Task directions: Copy each entry exactly, leaving nothing out.
------ Available data
use async_trait::async_trait;
use uuid::Uuid;

use crate::database::manager::DatabaseError;
use crate::database::models::{Journal, Subsection};
use crate::pagination::PageRequest;

/// Persistence for journals. Missing ids yield `Ok(None)`, never an error.
///
/// Membership (`Journal::subsection_ids`) is owned by the store. It only
/// changes through `SubsectionStore::attach_subsection`,
/// `SubsectionStore::detach_and_delete_subsection` and `delete_journal`,
/// each of which is a single atomic unit.
#[async_trait]
pub trait JournalStore: Send + Sync {
    async fn find_journal(&self, id: Uuid) -> Result<Option<Journal>, DatabaseError>;

    async fn find_journals_by_creator(
        &self,
        user_id: Uuid,
        page: &PageRequest,
    ) -> Result<Vec<Journal>, DatabaseError>;

    /// Insert or update title, description and audit. The incoming
    /// `subsection_ids` is ignored; the returned journal carries the stored
    /// membership.
    async fn save_journal(&self, journal: Journal) -> Result<Journal, DatabaseError>;

    /// Detach and delete every subsection of the journal, then the journal.
    async fn delete_journal(&self, id: Uuid) -> Result<(), DatabaseError>;
}

/// Persistence for subsections.
#[async_trait]
pub trait SubsectionStore: Send + Sync {
    async fn find_subsection(&self, id: Uuid) -> Result<Option<Subsection>, DatabaseError>;

    /// Subsections whose owning journal was created by `user_id`.
    async fn find_subsections_by_journal_creator(
        &self,
        user_id: Uuid,
        page: &PageRequest,
    ) -> Result<Vec<Subsection>, DatabaseError>;

    /// All subsections of a journal in journal order.
    async fn find_subsections_by_journal(&self, journal_id: Uuid) -> Result<Vec<Subsection>, DatabaseError>;

    /// Insert a new subsection and append it to the end of its journal.
    /// `NotFound` when the journal is gone, `Constraint` when the subsection
    /// has no journal or its id is taken.
    async fn attach_subsection(&self, subsection: Subsection) -> Result<Subsection, DatabaseError>;

    /// Update title, variant payload and audit of an existing subsection.
    /// The stored journal back-reference is kept as is.
    async fn save_subsection(&self, subsection: Subsection) -> Result<Subsection, DatabaseError>;

    /// Remove the subsection from its journal, then delete it.
    async fn detach_and_delete_subsection(&self, id: Uuid) -> Result<(), DatabaseError>;
}

#[async_trait]
pub trait Store: JournalStore + SubsectionStore {
    async fn health_check(&self) -> Result<(), DatabaseError>;
}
------------
Response below:
use async_trait::async_trait;
use uuid::Uuid;

use crate::database::manager::DatabaseError;
use crate::database::models::{Journal, Subsection};
use crate::pagination::PageRequest;

/// Persistence for journals. Missing ids yield `Ok(None)`, never an error.
///
/// Membership (`Journal::subsection_ids`) is owned by the store. It only
/// changes through `SubsectionStore::attach_subsection`,
/// `SubsectionStore::detach_and_delete_subsection` and `delete_journal`,
/// each of which is a single atomic unit.
#[async_trait]
pub trait JournalStore: Send + Sync {
    async fn find_journal(&self, id: Uuid) -> Result<Option<Journal>, DatabaseError>;

    async fn find_journals_by_creator(
        &self,
        user_id: Uuid,
        page: &PageRequest,
    ) -> Result<Vec<Journal>, DatabaseError>;

    /// Insert or update title, description and audit. The incoming
    /// `subsection_ids` is ignored; the returned journal carries the stored
    /// membership.
    async fn save_journal(&self, journal: Journal) -> Result<Journal, DatabaseError>;

    /// Detach and delete every subsection of the journal, then the journal.
    async fn delete_journal(&self, id: Uuid) -> Result<(), DatabaseError>;
}

/// Persistence for subsections.
#[async_trait]
pub trait SubsectionStore: Send + Sync {
    async fn find_subsection(&self, id: Uuid) -> Result<Option<Subsection>, DatabaseError>;

    /// Subsections whose owning journal was created by `user_id`.
    async fn find_subsections_by_journal_creator(
        &self,
        user_id: Uuid,
        page: &PageRequest,
    ) -> Result<Vec<Subsection>, DatabaseError>;

    /// All subsections of a journal in journal order.
    async fn find_subsections_by_journal(&self, journal_id: Uuid) -> Result<Vec<Subsection>, DatabaseError>;

    /// Insert a new subsection and append it to the end of its journal.
    /// `NotFound` when the journal is gone, `Constraint` when the subsection
    /// has no journal or its id is taken.
    async fn attach_subsection(&self, subsection: Subsection) -> Result<Subsection, DatabaseError>;

    /// Update title, variant payload and audit of an existing subsection.
    /// The stored journal back-reference is kept as is.
    async fn save_subsection(&self, subsection: Subsection) -> Result<Subsection, DatabaseError>;

    /// Remove the subsection from its journal, then delete it.
    async fn detach_and_delete_subsection(&self, id: Uuid) -> Result<(), DatabaseError>;
}

#[async_trait]
pub trait Store: JournalStore + SubsectionStore {
    async fn health_check(&self) -> Result<(), DatabaseError>;
}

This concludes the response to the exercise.